**** Dataset records ****
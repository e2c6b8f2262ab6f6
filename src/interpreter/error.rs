//! Runtime errors.

use thiserror::Error;

/// Bound on synchronous transient-state cascading. A definition whose
/// transient states cycle with no escaping guard hits this instead of
/// looping forever.
pub const TRANSIENT_CASCADE_LIMIT: usize = 64;

/// Errors raised by interpreter lifecycle operations.
#[derive(Debug, Error, PartialEq, Eq)]
pub enum InterpreterError {
    #[error("interpreter has not been started")]
    NotStarted,

    #[error("interpreter is already running")]
    AlreadyStarted,

    #[error("interpreter has been stopped")]
    Stopped,

    #[error("transient cascade exceeded {limit} levels entering state '{state}'")]
    RecursionLimitExceeded { state: String, limit: usize },
}
//! Filename extraction from `Content-Disposition` headers.
//!
//! Handles `filename="a.png"`, `filename=a.png` and the RFC 5987
//! `filename*=UTF-8''a%20b.png` form, which wins when both are present.

/// Extract the declared filename from a `Content-Disposition` header value.
///
/// Any directory component in the declared name is dropped.
pub fn declared_filename(header: &str) -> Option<String> {
    let mut params = split_params(header).into_iter();
    // The disposition type itself ("attachment", "inline") carries no name.
    params.next()?;

    let mut plain = None;
    let mut extended = None;
    for param in params {
        let Some((key, value)) = param.split_once('=') else {
            continue;
        };
        match key.trim().to_ascii_lowercase().as_str() {
            "filename" => plain = Some(unquote(value.trim()).to_string()),
            "filename*" => {
                extended = value.trim().splitn(3, '\'').nth(2).map(percent_decode);
            }
            _ => {}
        }
    }

    extended
        .or(plain)
        .and_then(|name| crate::detection::basename(&name))
}

/// Split on `;` outside double quotes, so `filename="a;b.png"` stays whole.
fn split_params(header: &str) -> Vec<&str> {
    let mut params = Vec::new();
    let mut start = 0;
    let mut quoted = false;
    let mut escaped = false;
    for (i, c) in header.char_indices() {
        match c {
            _ if escaped => escaped = false,
            '\\' if quoted => escaped = true,
            '"' => quoted = !quoted,
            ';' if !quoted => {
                params.push(&header[start..i]);
                start = i + 1;
            }
            _ => {}
        }
    }
    params.push(&header[start..]);
    params
}

fn unquote(s: &str) -> &str {
    s.strip_prefix('"')
        .and_then(|inner| inner.strip_suffix('"'))
        .unwrap_or(s)
}

fn percent_decode(input: &str) -> String {
    let bytes = input.as_bytes();
    let mut out = Vec::with_capacity(bytes.len());
    let mut i = 0;
    while i < bytes.len() {
        if bytes[i] == b'%' {
            if let Some(byte) = bytes.get(i + 1..i + 3).and_then(hex_byte) {
                out.push(byte);
                i += 3;
                continue;
            }
        }
        out.push(bytes[i]);
        i += 1;
    }
    String::from_utf8_lossy(&out).into_owned()
}

fn hex_byte(pair: &[u8]) -> Option<u8> {
    let digit = |b: u8| (b as char).to_digit(16);
    Some((digit(pair[0])? * 16 + digit(pair[1])?) as u8)
}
****
What you will do »
Find the word "trim" in the listing and copy each line that contains it.

Result of the task »
        match key.trim().to_ascii_lowercase().as_str() {
            "filename" => plain = Some(unquote(value.trim()).to_string()),
                extended = value.trim().splitn(3, '\'').nth(2).map(percent_decode);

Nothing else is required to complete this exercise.